L’obiettivo principale di questo studio era stimare la prevalenza del consumo di cannabis in pazienti con neoplasie ginecologiche e descrivere i modelli di consumo di cannabis. Gli obiettivi secondari includevano l’identificazione delle fonti di informazioni sulla cannabis utilizzate dai pazienti.  Quarantasei pazienti hanno partecipato al sondaggio. I siti di malattia più comuni erano il cancro ovarico e il cancro uterino, con la maggior parte delle pazienti sottoposte a chemioterapia come parte del loro trattamento. Diciassette partecipanti erano consumatrici attuali di cannabis (37%). I sintomi più comuni per i quali i partecipanti usavano la cannabis erano dolore (9/17), ansia (9/17) e insonnia (9/17). La maggior parte delle pazienti che usavano cannabis non aveva una prescrizione e otteneva la cannabis da un dispensario ricreativo (11 /17). Molti partecipanti che usavano cannabis non avevano parlato con il proprio medico della cannabis (9/17). Invece, le fonti più comuni di informazioni sulla cannabis erano i rivenditori di cannabis (20/46) e gli amici/familiari (20/46).
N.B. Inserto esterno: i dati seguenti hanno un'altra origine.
//! Inventory configuration
//!
//! Vocabularies, suffix lists and projection constants. Every field has a
//! default, so a config file only needs the keys it changes.

use serde::{Deserialize, Serialize};
use std::path::Path;

use crate::error::ConfigError;

/// Configuration shared by all pipelines
#[derive(Debug, Clone, PartialEq, Serialize, Deserialize)]
#[serde(default)]
pub struct InventoryConfig {
    /// Subject terms, written to the `Species` column. First match wins.
    pub subject_vocabulary: Vec<String>,

    /// Activity terms, written to the `activity` column. First match wins.
    pub activity_vocabulary: Vec<String>,

    /// Columns scanned for the temporal extent
    pub date_columns: Vec<String>,

    /// Image file name suffixes. Matched literally and case-sensitively.
    pub image_suffixes: Vec<String>,

    /// Shapefile-family suffixes
    pub shapefile_suffixes: Vec<String>,

    /// Tabular file suffixes
    pub table_suffixes: Vec<String>,

    /// Directory name suffix of database containers
    pub geodatabase_suffix: String,

    /// Layers in this EPSG code are reprojected to `target_epsg`
    pub geographic_epsg: u32,

    /// Projected EPSG code used for geographic layers
    pub target_epsg: u32,

    /// Rows read for schema inference
    pub row_cap: usize,
}

fn strings(items: &[&str]) -> Vec<String> {
    items.iter().map(|s| s.to_string()).collect()
}

fn default_subject_vocabulary() -> Vec<String> {
    strings(&[
        "Corals",
        "Dugong",
        "Turtles",
        "Flying Fish",
        "Flora And Fauna",
        "Bird",
        "Cetaceans",
    ])
}

fn default_activity_vocabulary() -> Vec<String> {
    strings(&[
        "Restoration",
        "Survey",
        "Study",
        "Species Management",
        "Species_Recovery",
    ])
}

fn default_date_columns() -> Vec<String> {
    strings(&["Timestamp", "Date_", "StartDate", "EndDate"])
}

// Matched literally: "gif" also matches "foo.agif", ".JPEG" only upper case.
fn default_image_suffixes() -> Vec<String> {
    strings(&[
        ".png", ".jpg", ".cr2", "gif", "bmp", ".tif", "webp", ".heic", ".jpeg", ".JPEG", ".JPG",
    ])
}

fn default_shapefile_suffixes() -> Vec<String> {
    strings(&[".shp", ".gpkg"])
}

fn default_table_suffixes() -> Vec<String> {
    strings(&[".csv", ".xlsx", ".xls"])
}

impl Default for InventoryConfig {
    fn default() -> Self {
        Self {
            subject_vocabulary: default_subject_vocabulary(),
            activity_vocabulary: default_activity_vocabulary(),
            date_columns: default_date_columns(),
            image_suffixes: default_image_suffixes(),
            shapefile_suffixes: default_shapefile_suffixes(),
            table_suffixes: default_table_suffixes(),
            geodatabase_suffix: "gdb".to_string(),
            geographic_epsg: 4326,
            target_epsg: 32636,
            row_cap: 1000,
        }
    }
}

impl InventoryConfig {
    /// Load configuration from a TOML file
    pub fn load(path: &Path) -> Result<Self, ConfigError> {
        let content = std::fs::read_to_string(path).map_err(|source| ConfigError::Read {
            path: path.to_path_buf(),
            source,
        })?;
        let config: InventoryConfig =
            toml::from_str(&content).map_err(|source| ConfigError::Parse {
                path: path.to_path_buf(),
                source,
            })?;
        config.validate()?;
        Ok(config)
    }

    /// Save configuration to a TOML file
    pub fn save(&self, path: &Path) -> Result<(), ConfigError> {
        std::fs::write(path, self.to_toml()?).map_err(|source| ConfigError::Write {
            path: path.to_path_buf(),
            source,
        })
    }

    pub fn to_toml(&self) -> Result<String, ConfigError> {
        Ok(toml::to_string_pretty(self)?)
    }

    pub fn validate(&self) -> Result<(), ConfigError> {
        if self.row_cap == 0 {
            return Err(ConfigError::Invalid("row_cap must be at least 1".to_string()));
        }
        if self.geodatabase_suffix.is_empty() {
            return Err(ConfigError::Invalid(
                "geodatabase_suffix must not be empty".to_string(),
            ));
        }
        if self
            .image_suffixes
            .iter()
            .chain(&self.shapefile_suffixes)
            .chain(&self.table_suffixes)
            .any(String::is_empty)
        {
            return Err(ConfigError::Invalid(
                "file suffixes must not be empty".to_string(),
            ));
        }
        Ok(())
    }
}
https://www.ncbi.nlm.nih.gov/pmc/articles/PMC10236193/

Sclerosi multipla, ottimi risultati da uno studio retrospettivo

All’Università di Buffalo è stata condotta una revisione retrospettiva della cartella clinica di 141 pazienti con SM che ricevevano cannabis medica MC per la gestione dei sintomi. I dati sono stati raccolti per un massimo di 4 appuntamenti di follow-up dopo l’inizio della terapia. I pazienti hanno sperimentato un ampio miglioramento dei sintomi della SM dopo l’inizio della MC, con alleviamento del dolore (72% dei pazienti) e spasticità (48% dei pazienti) e miglioramento del sonno (40% dei pazienti) tra i più comuni. C’è stata una significativa riduzione dell’uso concomitante di oppioidi dopo l’inizio della MC, come evidenziato da una significativa diminuzione degli equivalenti giornalieri di morfina in milligrammi tra i pazienti a cui sono stati prescritti analgesici oppioidi. La diminuzione dell’uso di miorilassanti e dell’uso di benzodiazepine non ha raggiunto la significatività. La reazione avversa più comune alla MC è stata la stanchezza (11% dei pazienti).